1 | unsigned char f7(unsigned char x, unsigned int y)
| ^~
pr106523.c:1:15: note: [y = 13, x = 198]
src retval: 24
tgt retval: 216
```
telling us that the `forwprop` pass miscompiled the function, so it now returns `216` instead of `24` when called as `f7(198, 13)`.

# Using plugin2.py
`plugin2.py` requires the translation unit to consist of two functions named `src` and `tgt`, and it verifies that `tgt` is a refinement of `src`.

For example, testing changing the order of signed addition
```c
int src(int a, int b, int c)
{
return a + c + b;
}

int tgt(int a, int b, int c)
{
return a + b + c;
}
```
by compiling as
```
gcc -O3 -fno-strict-aliasing -c -fplugin=python -fplugin-arg-python-script=plugin2.py example.c
```
gives us the output
```
example.c: In function 'tgt':
example.c:6:5: note: Transformation is not correct (UB).
6 | int tgt(int a, int b, int c)
| ^~~
example.c:6:5: note: [c = 1793412222, a = 3429154139, b = 2508144171]
```
telling us that `tgt` invokes undefined behavior in cases where `src` does not,
and gives us an example of input where this happen (the values are, unfortunately, written as unsigned values. In this case, it means `[c = 1793412222, a = -865813157, b = -1786823125]`).

**Note**: `plugin2.py` works on the IR from the `ssa` pass, i.e., early enough that the compiler has not done many optimizations. But GCC does peephole optimizations earlier (even when compiling as `-O0`), so we need to prevent that from happening when testing such optimizations.
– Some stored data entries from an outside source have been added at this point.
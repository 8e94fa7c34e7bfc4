//! Acquisition tasks: one periodic writer thread per layer.

use crate::device::{BusyGuard, DeviceCell, Fill};
use crate::layout::LayerInfo;
use crate::lifecycle::Lifecycle;
use dermis_icc::{LayerRing, RingWriter};
use dermis_rt::{PeriodicTimer, TaskFlags, TaskHandle, TimeStats, now_ns};
use dermis_types::SensorId;
use parking_lot::{Mutex, RwLock};
use std::io;
use std::sync::Arc;
use std::time::Duration;
use tracing::{error, info, warn};

/// Counters of one writer, shown on the status surface.
#[derive(Debug, Clone, Copy, Default)]
pub struct WriterStats {
    pub frames: u64,
    pub swap_skips: u64,
    /// Cycles skipped because the device mutex was not obtained in time.
    pub busy_skips: u64,
    pub exec: TimeStats,
}

/// A layer with its ring and everything its writer shares with the engine.
pub(crate) struct LayerCell {
    pub info: LayerInfo,
    pub ring: Arc<LayerRing>,
    /// `sensor_map[j]` is the raw sensor index stored at position `j`.
    pub sensor_map: RwLock<Arc<[SensorId]>>,
    pub stats: Mutex<WriterStats>,
}

impl LayerCell {
    pub fn new(info: LayerInfo, ring: Arc<LayerRing>) -> Arc<Self> {
        let identity: Arc<[SensorId]> = (0..info.sensor_count as SensorId).collect();
        Arc::new(Self {
            info,
            ring,
            sensor_map: RwLock::new(identity),
            stats: Mutex::new(WriterStats::default()),
        })
    }
}

pub(crate) struct WriterTask {
    pub layer: Arc<LayerCell>,
    pub device: Arc<DeviceCell>,
    pub filler: Box<dyn Fill>,
    pub lifecycle: Arc<Lifecycle>,
    /// Start offset inside the period, staggering writers of one device.
    pub offset: Duration,
}

impl WriterTask {
    /// Spawn the writer; it starts paused until `flags` says otherwise.
    pub fn spawn(self, flags: Arc<TaskFlags>) -> io::Result<TaskHandle> {
        let name = format!("dermis-w{}", self.layer.info.id.0);
        TaskHandle::spawn(name, flags, move |flags| self.run(flags))
    }

    fn run(mut self, flags: &TaskFlags) {
        let layer = Arc::clone(&self.layer);
        let period = layer.info.period();
        let mut writer = match RingWriter::new(Arc::clone(&layer.ring), period) {
            Ok(w) => w,
            Err(e) => {
                error!(layer = %layer.info.id, error = %e, "writer could not take its first slot");
                return;
            }
        };
        let mut timer = PeriodicTimer::aligned(period, self.offset);
        info!(layer = %layer.info.id, name = %layer.info.name, ?period, "writer started");

        loop {
            timer.wait_period();
            if flags.must_stop() || self.lifecycle.is_terminal() {
                break;
            }
            let started = now_ns();
            writer.last_chance_swap();

            // The owed swap above still happened; only this cycle's fill is lost.
            let Some(driver) = self.device.driver.try_lock_for(period / 4) else {
                let mut stats = layer.stats.lock();
                stats.busy_skips += 1;
                stats.swap_skips = writer.swap_skips();
                continue;
            };
            if flags.must_pause() {
                layer.ring.set_paused(true);
                flags.set_paused(true);
                continue;
            }
            flags.set_paused(false);
            layer.ring.set_paused(false);

            let busy = BusyGuard::new(&self.device, &driver);
            let map = Arc::clone(&*layer.sensor_map.read());
            let fill_started = now_ns();
            let filled = self.filler.fill(&writer.slot(), &map);
            writer.record_fill(Duration::from_nanos(now_ns() - fill_started));
            drop(busy);
            drop(driver);

            if let Err(e) = filled {
                warn!(layer = %layer.info.id, device = %self.device.name, error = %e, "fill failed; pausing device");
                self.device.set_bad_mark(true);
                flags.set_must_pause(true);
                continue;
            }

            writer.swap(timer.next_release_ns(), period);

            let mut stats = layer.stats.lock();
            stats.frames += 1;
            stats.swap_skips = writer.swap_skips();
            stats.exec.record(now_ns() - started);
        }

        layer.ring.set_paused(true);
        info!(layer = %layer.info.id, "writer stopped");
    }
}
The pre-GIMPLE optimizations are done one statement at a time, so we can disable the optimization by splitting the optimized pattern into two statements. For example, to check the following optimization
```
-(a - b) -> b - a
```
we can write the test as
```
int src(int a, int b)
{
int t = a - b;
return -t;
}

int tgt(int a, int b)
{
return b - a;
}
```
Another way to verify such optimizations is to write the test in GIMPLE and pass the `-fgimple` flag to the compiler.

It is good practice to check with `-fdump-tree-ssa` that the IR used by the tool looks as expected.

# Limitations
Some of the major limitations in the current version:
* Function calls are not implemented.
* Loops are not implemented.
* Support for memory operations is a bit shaky:
* `malloc` etc. are not supported.
* The tool often reports spurious memory-related errors unless `-fno-strict-aliasing` is passed to the compiler.
* Pointer size/memory order is hardcoded as 64 bits/little-endian.
* ...

Another annoying limitation is that GCC is doing folding (i.e., peephole optimizations) before running GIMPLE passes, so the tool will not find bugs in that code. Alive/Alive2 found several bugs in the LLVM equivalent `instcombine` pass, so it is likely that GCC also has bugs in its peephole optimizations.